European medical research community demands revision of EC Directive on use of animals in research

March 24, 2009

Unless it is amended, the new EU Directive on the Protection of Animals used for Scientific Purposes, as proposed by European Commission and European Parliament, could seriously impede the further advancement of European medical and veterinary research. The Directive requires amendments and further reinforcement of the fundamental principles applied to the use of animals in scientific research. These conclusions are published in a position paper from the European Medical Research Councils (EMRC), the Standing Committee for Medical Sciences at the European Science Foundation (ESF). This position paper also has the support of the Champalimaud Foundation, EUROHORCs, Foundation for Polish Science, the Pasteur Institute and the Wellcome Trust.

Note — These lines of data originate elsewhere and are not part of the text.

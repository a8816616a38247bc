//! Reconciliation Policy
//!
//! Whole-snapshot last-write-wins. A remote snapshot replaces local state only
//! when its server timestamp is strictly newer than the local last sync.
//! Equal timestamps are this device's own write coming back (an echo); an
//! older one is a stale delivery. Updates that lose the race are discarded.

use chrono::{DateTime, Utc};

/// Decide whether to adopt a remote snapshot
pub fn reconcile(local_last_sync: Option<DateTime<Utc>>, remote_last_sync: Option<DateTime<Utc>>) -> bool {
    match (local_last_sync, remote_last_sync) {
        (None, Some(_)) => true,
        (Some(local), Some(remote)) => remote > local,
        (_, None) => false,
    }
}

#[cfg(test)]
mod tests {
    use super::*;
    use chrono::TimeZone;

    fn t(secs: i64) -> Option<DateTime<Utc>> {
        Some(Utc.timestamp_opt(1_700_000_000 + secs, 0).unwrap())
    }

    #[test]
    fn test_first_sync_adopts() {
        assert!(reconcile(None, t(0)));
    }

    #[test]
    fn test_echo_is_ignored() {
        assert!(!reconcile(t(5), t(5)));
    }

    #[test]
    fn test_newer_remote_adopts() {
        assert!(reconcile(t(5), t(6)));
    }

    #[test]
    fn test_older_remote_is_ignored() {
        assert!(!reconcile(t(6), t(5)));
    }

    #[test]
    fn test_missing_remote_timestamp_is_ignored() {
        assert!(!reconcile(None, None));
        assert!(!reconcile(t(1), None));
    }

    #[test]
    fn test_subsecond_ordering() {
        let local = Utc.timestamp_opt(1_700_000_000, 100_000_000).unwrap();
        let remote = Utc.timestamp_opt(1_700_000_000, 100_000_001).unwrap();
        assert!(reconcile(Some(local), Some(remote)));
    }
}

The paper presents a consensus on the subject reached within the European medical research community, drawing on the conclusions of the high-level Expert Group of European scientists coordinated by the ESF-EMRC and summarising the policy of ESF's Member Organisations. It aims to provide input into the discussion on the revision of the existing EC Directive on the protection of animals used in scientific research (86/609/EEC).

According to the Professor Roger Lemon, the Chair of the EMRC's Expert Group "The new European Directive on animal testing should employ more clearly the fundamental guiding principles for the use of animals in medical research, thereby ensuring an appropriate level of protection of animals used for scientific purposes, including non-human primates, while at the same time allowing for continued progress in scientific research".

In particular, three main themes run through the conclusions of the Expert Group: Besides those general recommendations, the paper identifies and comments on key areas of the Directive where a better defined and more balanced approach is necessary to facilitate both animal welfare issues and protect the future of health sciences in Europe. Unamended, the current draft of the Directive will hamper basic biomedical and veterinary research; such research is the wellspring of all major discoveries, and leads through translation to real clinical benefit.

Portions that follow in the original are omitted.